Upstream Thinking

Dan Heath, who has written several fine books with his brother Chip (Made to Stick, Decisive, Switch, and The Power of Moments), recently wrote a book on his own that is every bit as good and important: Upstream: The Quest to Solve Problems Before They Happen.

Here’s an excerpt from the description that appears on the inside flap of the book’s dust cover:

So often in life, we get stuck in a cycle of response. We put out fires. We deal with emergencies. We stay downstream, handling one problem after another, but we never make our way upstream to fix the systems that caused the problems. Cops chase robbers, doctors treat patients with chronic illnesses, and call-center reps address customers complaints. But many crimes, chronic illnesses, and customer complaints are preventable. So why do our efforts skew so heavily toward reaction rather than prevention?

Upstream probes the psychological forces that push us downstream…Dan Heath introduces us to the thinkers who have overcome these obstacles and scored massive victories by switching to an upstream mind-set…

Upstream delivers practical solutions for preventing problems rather than reacting to them. How many problems in our lives and in society are we tolerating simply because we’ve forgotten that we can fix them?

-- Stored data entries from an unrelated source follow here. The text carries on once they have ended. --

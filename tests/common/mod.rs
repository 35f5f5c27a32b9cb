#![allow(dead_code)]

use immofisc::MemoryWorkbook;

/// A workbook laid out like the simulation workbook: inputs on `feuil1`,
/// regime results on `web`, the summary block on `synthese`.
pub fn simulation_workbook() -> MemoryWorkbook {
    MemoryWorkbook::new("simulation.xlsm")
        .with_cell("feuil1", "C4", 200_000.0)
        .with_cell("feuil1", "B51", 20_000.0)
        .with_cell("feuil1", "B25", 1_500.0)
        .with_cell("feuil1", "B26", 300.0)
        .with_cell("feuil1", "C1", 1_000.0)
        .with_cell("feuil1", "B39", 180_000.0)
        .with_cell("feuil1", "B40", 20.0)
        .with_cell("feuil1", "B43", 3.5)
        .with_cell("feuil1", "C6", 30.0)
        .with_cell("feuil1", "B47", 260_000.0)
        .with_cell("feuil1", "C3", 20.0)
        .with_cell("feuil1", "C2", "NON")
        .with_cell("feuil1", "F3", "OUI")
        .with_cell("web", "B2", 90_000.0)
        .with_cell("web", "B3", 1_000_000.0)
        .with_cell("web", "B4", 40_000.0)
        .with_cell("web", "B5", 120_000.0)
        .with_cell("synthese", "B4", 2_250.0)
}
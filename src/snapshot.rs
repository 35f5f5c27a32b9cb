use serde::{Deserialize, Serialize};
use std::sync::{Arc, Mutex, MutexGuard};

use crate::format::PLACEHOLDER;

/// Fiscal summary of one regime, every figure already formatted.
#[derive(Clone, Debug, PartialEq, Serialize, Deserialize)]
pub struct RegimeRecord {
    pub regime: String,
    #[serde(rename = "cout_moyen_40")]
    pub cost_40y: String,
    #[serde(rename = "cout_moyen_detention")]
    pub cost_holding_period: String,
    #[serde(rename = "cout_global_40")]
    pub global_cost_40y: String,
    #[serde(rename = "cout_global_detention")]
    pub global_cost_holding_period: String,
    #[serde(rename = "fisc_plus_value_40")]
    pub capital_gains_tax_40y: String,
    #[serde(rename = "fisc_plus_value_detention")]
    pub capital_gains_tax_holding_period: String,
    #[serde(rename = "cout_global")]
    pub total_cost: String,
}

impl RegimeRecord {
    /// Record shown when the workbook could not answer for this regime.
    pub fn unavailable(regime: impl Into<String>) -> Self {
        let p = || PLACEHOLDER.to_string();
        RegimeRecord {
            regime: regime.into(),
            cost_40y: p(),
            cost_holding_period: p(),
            global_cost_40y: p(),
            global_cost_holding_period: p(),
            capital_gains_tax_40y: p(),
            capital_gains_tax_holding_period: p(),
            total_cost: p(),
        }
    }

    /// The seven figures in table column order.
    pub fn figures(&self) -> [&str; 7] {
        [
            self.cost_40y.as_str(),
            self.cost_holding_period.as_str(),
            self.global_cost_40y.as_str(),
            self.global_cost_holding_period.as_str(),
            self.capital_gains_tax_40y.as_str(),
            self.capital_gains_tax_holding_period.as_str(),
            self.total_cost.as_str(),
        ]
    }
}

/// Everything currently displayed, built in one go and never mutated.
#[derive(Clone, Debug, Default, PartialEq, Serialize, Deserialize)]
pub struct Snapshot {
    /// Input echo as (label, formatted value), in field order.
    #[serde(with = "ordered_map")]
    pub input_data: Vec<(String, String)>,
    pub fiscal_data: Vec<RegimeRecord>,
}

impl Snapshot {
    pub fn input(&self, label: &str) -> Option<&str> {
        self.input_data
            .iter()
            .find(|(l, _)| l == label)
            .map(|(_, v)| v.as_str())
    }

    pub fn regime(&self, name: &str) -> Option<&RegimeRecord> {
        self.fiscal_data.iter().find(|r| r.regime == name)
    }
}

/// Serializes the input echo as a JSON object while keeping field order.
mod ordered_map {
    use serde::de::{MapAccess, Visitor};
    use serde::ser::SerializeMap;
    use serde::{Deserializer, Serializer};
    use std::fmt;

    pub fn serialize<S: Serializer>(entries: &[(String, String)], s: S) -> Result<S::Ok, S::Error> {
        let mut map = s.serialize_map(Some(entries.len()))?;
        for (k, v) in entries {
            map.serialize_entry(k, v)?;
        }
        map.end()
    }

    pub fn deserialize<'de, D: Deserializer<'de>>(d: D) -> Result<Vec<(String, String)>, D::Error> {
        struct EntriesVisitor;

        impl<'de> Visitor<'de> for EntriesVisitor {
            type Value = Vec<(String, String)>;

            fn expecting(&self, f: &mut fmt::Formatter) -> fmt::Result {
                f.write_str("a map of strings")
            }

            fn visit_map<A: MapAccess<'de>>(self, mut access: A) -> Result<Self::Value, A::Error> {
                let mut entries = Vec::with_capacity(access.size_hint().unwrap_or(0));
                while let Some((k, v)) = access.next_entry::<String, String>()? {
                    entries.push((k, v));
                }
                Ok(entries)
            }
        }

        d.deserialize_map(EntriesVisitor)
    }
}

#[derive(Debug, Default)]
struct CacheState {
    attached: bool,
    snapshot: Option<Arc<Snapshot>>,
}

/// The last computed snapshot, shared between the foreground worker and the
/// web view. Stale data is served until the next [`SnapshotCache::set`].
#[derive(Debug, Default)]
pub struct SnapshotCache {
    state: Mutex<CacheState>,
}

impl SnapshotCache {
    pub fn new() -> Self {
        Self::default()
    }

    fn lock(&self) -> MutexGuard<'_, CacheState> {
        // State is only ever replaced in single assignments, so a poisoned
        // lock still guards a consistent value.
        self.state.lock().unwrap_or_else(|poisoned| poisoned.into_inner())
    }

    /// `None` until a snapshot has been computed.
    pub fn get(&self) -> Option<Arc<Snapshot>> {
        self.lock().snapshot.clone()
    }

    pub fn set(&self, snapshot: Snapshot) -> Arc<Snapshot> {
        let snapshot = Arc::new(snapshot);
        self.lock().snapshot = Some(snapshot.clone());
        snapshot
    }

    pub fn is_attached(&self) -> bool {
        self.lock().attached
    }

    /// Records whether a workbook is open. Detaching drops the snapshot.
    pub fn set_attached(&self, attached: bool) {
        let mut state = self.lock();
        state.attached = attached;
        if !attached {
            state.snapshot = None;
        }
    }
}

#[cfg(test)]
mod tests {
    use super::*;

    fn sample() -> Snapshot {
        Snapshot {
            input_data: vec![
                ("Prix d'acquisition".into(), "250 000 €".into()),
                ("Travaux".into(), "0 €".into()),
            ],
            fiscal_data: vec![RegimeRecord::unavailable("SCI IR")],
        }
    }

    #[test]
    fn empty_cache_has_nothing_available() {
        let cache = SnapshotCache::new();
        assert!(cache.get().is_none());
        assert!(!cache.is_attached());
    }

    #[test]
    fn get_returns_the_last_set_snapshot() {
        let cache = SnapshotCache::new();
        cache.set(sample());
        assert_eq!(*cache.get().unwrap(), sample());

        let mut other = sample();
        other.input_data.clear();
        cache.set(other.clone());
        assert_eq!(*cache.get().unwrap(), other);
    }

    #[test]
    fn detaching_drops_the_snapshot() {
        let cache = SnapshotCache::new();
        cache.set_attached(true);
        cache.set(sample());
        cache.set_attached(false);
        assert!(cache.get().is_none());
    }

    #[test]
    fn json_keeps_field_order_and_wire_names() {
        let json = serde_json::to_string(&sample()).unwrap();
        let acq = json.find("Prix d'acquisition").unwrap();
        let works = json.find("Travaux").unwrap();
        assert!(acq < works);
        assert!(json.contains("\"cout_moyen_40\":\"-\""));

        let back: Snapshot = serde_json::from_str(&json).unwrap();
        assert_eq!(back, sample());
    }
}
// Subscription lifecycle against the in-process broker and discovery
// doubles: reconcile, delivery, requeue, backoff, drain, teardown.
mod common;

use common::{MockLookupd, MockNsqd};
use norq_client::{failed_handler_fn, handler_fn, ClientConfig, Message, Subscriber};
use std::future::Future;
use std::sync::atomic::{AtomicUsize, Ordering};
use std::sync::{Arc, Mutex};
use std::time::Duration;

fn test_config() -> ClientConfig {
    ClientConfig {
        lookup_interval_secs: 3600,
        connect_timeout_millis: 2_000,
        backoff_base_millis: 100,
        ..ClientConfig::default()
    }
}

async fn eventually<F, Fut>(mut condition: F, timeout: Duration) -> bool
where
    F: FnMut() -> Fut,
    Fut: Future<Output = bool>,
{
    let deadline = tokio::time::Instant::now() + timeout;
    loop {
        if condition().await {
            return true;
        }
        if tokio::time::Instant::now() >= deadline {
            return false;
        }
        tokio::time::sleep(Duration::from_millis(10)).await;
    }
}

#[tokio::test]
async fn subscribe_connects_to_every_discovered_node_and_unsubscribe_closes() {
    let nsqd_a = MockNsqd::start().await.expect("start nsqd a");
    let nsqd_b = MockNsqd::start().await.expect("start nsqd b");
    let lookupd = MockLookupd::start(vec![nsqd_a.addr, nsqd_b.addr])
        .await
        .expect("start lookupd");

    let subscriber = Subscriber::new(test_config(), &[lookupd.host().as_str()]).expect("new");
    assert_eq!(subscriber.connection_count().await, 0);

    let id = subscriber
        .subscribe("events", "workers", handler_fn(|_message: &Message| Ok(())))
        .await
        .expect("subscribe");
    assert_eq!(subscriber.connection_count().await, 2);
    assert_eq!(nsqd_a.count_command("SUB events workers"), 1);
    assert_eq!(nsqd_b.count_command("SUB events workers"), 1);

    assert!(subscriber.unsubscribe(id).await);
    assert_eq!(subscriber.connection_count().await, 0);
    assert_eq!(nsqd_a.count_command("CLS"), 1);
    assert_eq!(nsqd_b.count_command("CLS"), 1);

    assert!(!subscriber.unsubscribe(id).await);
    subscriber.stop().await;
}

#[tokio::test]
async fn delivered_messages_reach_the_handler_and_get_finished() {
    let nsqd = MockNsqd::start().await.expect("start nsqd");
    let lookupd = MockLookupd::start(vec![nsqd.addr]).await.expect("start lookupd");

    let seen: Arc<Mutex<Vec<Vec<u8>>>> = Arc::new(Mutex::new(Vec::new()));
    let recorded = Arc::clone(&seen);
    let subscriber = Subscriber::new(test_config(), &[lookupd.host().as_str()]).expect("new");
    subscriber
        .subscribe(
            "events",
            "workers",
            handler_fn(move |message: &Message| {
                recorded
                    .lock()
                    .expect("seen lock")
                    .push(message.data().to_vec());
                Ok(())
            }),
        )
        .await
        .expect("subscribe");

    nsqd.enqueue(1, b"first");
    nsqd.enqueue(1, b"second");

    let nsqd_ref = &nsqd;
    assert!(
        eventually(
            || async move { nsqd_ref.count_command("FIN") == 2 },
            Duration::from_secs(5)
        )
        .await,
        "both messages should be finished"
    );
    // Handlers run concurrently, so compare contents, not order.
    let mut payloads = seen.lock().expect("seen lock").clone();
    payloads.sort();
    assert_eq!(payloads, vec![b"first".to_vec(), b"second".to_vec()]);
    assert_eq!(nsqd.count_command("REQ"), 0);
    subscriber.stop().await;
}

#[tokio::test]
async fn handler_failure_requeues_then_recovers() {
    let nsqd = MockNsqd::start().await.expect("start nsqd");
    let lookupd = MockLookupd::start(vec![nsqd.addr]).await.expect("start lookupd");

    let subscriber = Subscriber::new(test_config(), &[lookupd.host().as_str()]).expect("new");
    subscriber
        .subscribe(
            "events",
            "workers",
            handler_fn(|message: &Message| {
                if message.attempts() == 1 {
                    Err("first attempt always fails".into())
                } else {
                    Ok(())
                }
            }),
        )
        .await
        .expect("subscribe");

    nsqd.enqueue(1, b"flaky");

    let nsqd_ref = &nsqd;
    assert!(
        eventually(
            || async move { nsqd_ref.count_command("FIN") == 1 },
            Duration::from_secs(5)
        )
        .await,
        "message should eventually be finished"
    );
    assert_eq!(nsqd.count_command("REQ"), 1);
    // The failure paused delivery before the redelivery probe.
    assert!(nsqd.count_command("RDY 0") >= 1);
    subscriber.stop().await;
}

#[tokio::test]
async fn exhausted_messages_are_dead_lettered_and_finished() {
    let nsqd = MockNsqd::start().await.expect("start nsqd");
    let lookupd = MockLookupd::start(vec![nsqd.addr]).await.expect("start lookupd");

    let config = ClientConfig {
        max_attempts: 1,
        ..test_config()
    };
    let dead_lettered = Arc::new(AtomicUsize::new(0));
    let recorded = Arc::clone(&dead_lettered);
    let subscriber = Subscriber::new(config, &[lookupd.host().as_str()]).expect("new");
    subscriber.set_failed_message_handler(failed_handler_fn(move |_message: &Message| {
        recorded.fetch_add(1, Ordering::SeqCst);
    }));
    subscriber
        .subscribe(
            "events",
            "workers",
            handler_fn(|_message: &Message| Err("always fails".into())),
        )
        .await
        .expect("subscribe");

    nsqd.enqueue(1, b"poison");

    let nsqd_ref = &nsqd;
    assert!(
        eventually(
            || async move { nsqd_ref.count_command("FIN") == 1 },
            Duration::from_secs(5)
        )
        .await,
        "poison message should be finished away"
    );
    assert_eq!(nsqd.count_command("REQ"), 0);
    assert_eq!(dead_lettered.load(Ordering::SeqCst), 1);
    subscriber.stop().await;
}

#[tokio::test]
async fn drain_stops_delivery_and_await_reports_empty() {
    let nsqd = MockNsqd::start().await.expect("start nsqd");
    let lookupd = MockLookupd::start(vec![nsqd.addr]).await.expect("start lookupd");

    let handled = Arc::new(AtomicUsize::new(0));
    let recorded = Arc::clone(&handled);
    let subscriber = Subscriber::new(test_config(), &[lookupd.host().as_str()]).expect("new");
    subscriber
        .subscribe(
            "events",
            "workers",
            handler_fn(move |_message: &Message| {
                recorded.fetch_add(1, Ordering::SeqCst);
                std::thread::sleep(Duration::from_millis(1500));
                Ok(())
            }),
        )
        .await
        .expect("subscribe");

    for index in 0..5u8 {
        nsqd.enqueue(1, &[index]);
    }
    let in_flight_subscriber = Arc::clone(&subscriber);
    assert!(
        eventually(
            move || {
                let subscriber = Arc::clone(&in_flight_subscriber);
                async move { subscriber.current_in_flight().await == 5 }
            },
            Duration::from_secs(5)
        )
        .await,
        "all five messages should be in flight"
    );

    subscriber.drain_in_flight().await;
    nsqd.enqueue(1, b"late");

    assert!(
        subscriber
            .await_no_messages_in_flight(Duration::from_secs(10))
            .await,
        "handlers finish within the deadline"
    );
    assert_eq!(handled.load(Ordering::SeqCst), 5);

    // The drain is sticky: the late message stays undelivered.
    tokio::time::sleep(Duration::from_millis(300)).await;
    assert_eq!(handled.load(Ordering::SeqCst), 5);
    subscriber.stop().await;
}

#[tokio::test]
async fn empty_producer_list_removes_connections_on_next_poll() {
    let nsqd = MockNsqd::start().await.expect("start nsqd");
    let lookupd = MockLookupd::start(vec![nsqd.addr]).await.expect("start lookupd");

    let config = ClientConfig {
        lookup_interval_secs: 1,
        ..test_config()
    };
    let subscriber = Subscriber::new(config, &[lookupd.host().as_str()]).expect("new");
    subscriber
        .subscribe("events", "workers", handler_fn(|_message: &Message| Ok(())))
        .await
        .expect("subscribe");
    assert_eq!(subscriber.connection_count().await, 1);

    lookupd.set_producers(Vec::new());

    let poll_subscriber = Arc::clone(&subscriber);
    assert!(
        eventually(
            move || {
                let subscriber = Arc::clone(&poll_subscriber);
                async move { subscriber.connection_count().await == 0 }
            },
            Duration::from_secs(5)
        )
        .await,
        "connections should follow discovery"
    );
    assert!(nsqd.count_command("CLS") >= 1);
    subscriber.stop().await;
}

#[tokio::test]
async fn rdy_split_across_nodes_never_exceeds_max_in_flight() {
    let nsqd_a = MockNsqd::start().await.expect("start nsqd a");
    let nsqd_b = MockNsqd::start().await.expect("start nsqd b");
    let lookupd = MockLookupd::start(vec![nsqd_a.addr, nsqd_b.addr])
        .await
        .expect("start lookupd");

    let subscriber = Subscriber::new(test_config(), &[lookupd.host().as_str()]).expect("new");
    subscriber
        .subscribe_with_max_in_flight(
            "events",
            "workers",
            7,
            handler_fn(|_message: &Message| Ok(())),
        )
        .await
        .expect("subscribe");

    let last_rdy = |nsqd: &MockNsqd| {
        nsqd.commands()
            .iter()
            .rev()
            .find_map(|command| {
                command
                    .strip_prefix("RDY ")
                    .and_then(|count| count.parse::<u32>().ok())
            })
            .unwrap_or(0)
    };
    // The mock records commands asynchronously; wait for both announcements.
    let (a, b) = (&nsqd_a, &nsqd_b);
    assert!(
        eventually(
            || async move { last_rdy(a) + last_rdy(b) == 7 },
            Duration::from_secs(5)
        )
        .await,
        "announced credit must add up to max_in_flight"
    );
    assert!(last_rdy(&nsqd_a) <= 7 && last_rdy(&nsqd_b) <= 7);
    subscriber.stop().await;
}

Essentially, Upstream explains and promotes the importance of systems thinking (a.k.a. systems science). Systems thinking involves synthesis, seeing the whole and how its many parts interact to form a system. It’s the flipside of analysis, which focuses on the parts independently and too often gets lost in the trees with little understanding of the forest. When we move upstream to examine problems at their source, we become immersed in the study of complex systems. Understanding root causes—often many and complexly interrelated—is hard work, so it involves considerable time, effort, and upfront costs, but the return on that investment is considerable and the potential benefits are great.

If you work with data to solve real-world problems, I highly recommend this book. It will open your eyes to greater understanding.